→ REQUIREMENT:
The whole listing should be written out again exactly.
═══ EXTRACTED ENTRIES ═══
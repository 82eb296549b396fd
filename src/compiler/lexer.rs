//! Whitespace and comment handling over the textual source.
//!
//! A token is a maximal run of non whitespace bytes; a `#` starts a
//! comment that runs through the end of its line. Every token carries
//! the 1-based source line it started on for diagnostics.

/// A single source token.
#[derive(Debug, PartialEq, Eq, Clone, Copy)]
pub struct Token<'a> {
    pub text: &'a str,
    pub line: usize,
}

/// The token stream over one source text.
pub struct Lexer<'a> {
    source: &'a [u8],
    text: &'a str,
    position: usize,
    line: usize,
}

impl<'a> Lexer<'a> {
    pub fn new(text: &'a str) -> Self {
        Self {
            source: text.as_bytes(),
            text,
            position: 0,
            line: 1,
        }
    }

    /// Will skip whitespace and comments up to the next token start.
    fn skip_filler(&mut self) {
        while let Some(&byte) = self.source.get(self.position) {
            match byte {
                b'\n' => {
                    self.line += 1;
                    self.position += 1;
                }
                byte if byte.is_ascii_whitespace() => self.position += 1,
                b'#' => {
                    while let Some(&byte) = self.source.get(self.position) {
                        if byte == b'\n' {
                            break;
                        }
                        self.position += 1;
                    }
                }
                _ => break,
            }
        }
    }

    /// Will return the next token, or `None` at the end of the file.
    pub fn next_token(&mut self) -> Option<Token<'a>> {
        self.skip_filler();

        let start = self.position;
        let line = self.line;
        while let Some(&byte) = self.source.get(self.position) {
            if byte.is_ascii_whitespace() {
                break;
            }
            self.position += 1;
        }

        if start == self.position {
            None
        } else {
            Some(Token {
                text: &self.text[start..self.position],
                line,
            })
        }
    }
}

impl<'a> Iterator for Lexer<'a> {
    type Item = Token<'a>;

    fn next(&mut self) -> Option<Self::Item> {
        self.next_token()
    }
}

#[cfg(test)]
mod tests {
    use super::*;

    #[test]
    fn test_tokens_and_lines() {
        let source = "LD IX0.0\n  AND IX0.1\n";
        let tokens: Vec<_> = Lexer::new(source).collect();
        assert_eq!(
            tokens,
            vec![
                Token { text: "LD", line: 1 },
                Token { text: "IX0.0", line: 1 },
                Token { text: "AND", line: 2 },
                Token { text: "IX0.1", line: 2 },
            ]
        );
    }

    #[test]
    fn test_comments_run_to_end_of_line() {
        let source = "# header comment\nLD IX0.0 # trailing\nST QX0.0";
        let tokens: Vec<_> = Lexer::new(source).collect();
        let texts: Vec<_> = tokens.iter().map(|t| t.text).collect();
        assert_eq!(texts, vec!["LD", "IX0.0", "ST", "QX0.0"]);
        assert_eq!(tokens[0].line, 2);
        assert_eq!(tokens[2].line, 3);
    }

    #[test]
    fn test_empty_source() {
        assert_eq!(Lexer::new("").next_token(), None);
        assert_eq!(Lexer::new("  \n# only a comment\n").next_token(), None);
    }
}
//! The full implementation of the virtual machine, from the scan loop
//! to an option to pretty print its state.
mod machine;
mod opcodes;
mod print;

/// reexport machine structs and data for simpler usage
pub use machine::*;
pub use print::{disassemble, hex_dump};

/// split up tests into an other file for simpler implementation
#[cfg(test)]
mod tests;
═══
→ YOUR RESPONSE:
repository 82eb296549b396fd
filename src/compiler/lexer.rs
//! Whitespace and comment handling over the textual source.
//!
//! A token is a maximal run of non whitespace bytes; a `#` starts a
//! comment that runs through the end of its line. Every token carries
//! the 1-based source line it started on for diagnostics.

/// A single source token.
#[derive(Debug, PartialEq, Eq, Clone, Copy)]
pub struct Token<'a> {
    pub text: &'a str,
    pub line: usize,
}

/// The token stream over one source text.
pub struct Lexer<'a> {
    source: &'a [u8],
    text: &'a str,
    position: usize,
    line: usize,
}

impl<'a> Lexer<'a> {
    pub fn new(text: &'a str) -> Self {
        Self {
            source: text.as_bytes(),
            text,
            position: 0,
            line: 1,
        }
    }

    /// Will skip whitespace and comments up to the next token start.
    fn skip_filler(&mut self) {
        while let Some(&byte) = self.source.get(self.position) {
            match byte {
                b'\n' => {
                    self.line += 1;
                    self.position += 1;
                }
                byte if byte.is_ascii_whitespace() => self.position += 1,
                b'#' => {
                    while let Some(&byte) = self.source.get(self.position) {
                        if byte == b'\n' {
                            break;
                        }
                        self.position += 1;
                    }
                }
                _ => break,
            }
        }
    }

    /// Will return the next token, or `None` at the end of the file.
    pub fn next_token(&mut self) -> Option<Token<'a>> {
        self.skip_filler();

        let start = self.position;
        let line = self.line;
        while let Some(&byte) = self.source.get(self.position) {
            if byte.is_ascii_whitespace() {
                break;
            }
            self.position += 1;
        }

        if start == self.position {
            None
        } else {
            Some(Token {
                text: &self.text[start..self.position],
                line,
            })
        }
    }
}

impl<'a> Iterator for Lexer<'a> {
    type Item = Token<'a>;

    fn next(&mut self) -> Option<Self::Item> {
        self.next_token()
    }
}

#[cfg(test)]
mod tests {
    use super::*;

    #[test]
    fn test_tokens_and_lines() {
        let source = "LD IX0.0\n  AND IX0.1\n";
        let tokens: Vec<_> = Lexer::new(source).collect();
        assert_eq!(
            tokens,
            vec![
                Token { text: "LD", line: 1 },
                Token { text: "IX0.0", line: 1 },
                Token { text: "AND", line: 2 },
                Token { text: "IX0.1", line: 2 },
            ]
        );
    }

    #[test]
    fn test_comments_run_to_end_of_line() {
        let source = "# header comment\nLD IX0.0 # trailing\nST QX0.0";
        let tokens: Vec<_> = Lexer::new(source).collect();
        let texts: Vec<_> = tokens.iter().map(|t| t.text).collect();
        assert_eq!(texts, vec!["LD", "IX0.0", "ST", "QX0.0"]);
        assert_eq!(tokens[0].line, 2);
        assert_eq!(tokens[2].line, 3);
    }

    #[test]
    fn test_empty_source() {
        assert_eq!(Lexer::new("").next_token(), None);
        assert_eq!(Lexer::new("  \n# only a comment\n").next_token(), None);
    }
}
//! The full implementation of the virtual machine, from the scan loop
//! to an option to pretty print its state.
mod machine;
mod opcodes;
mod print;

/// reexport machine structs and data for simpler usage
pub use machine::*;
pub use print::{disassemble, hex_dump};

/// split up tests into an other file for simpler implementation
#[cfg(test)]
mod tests;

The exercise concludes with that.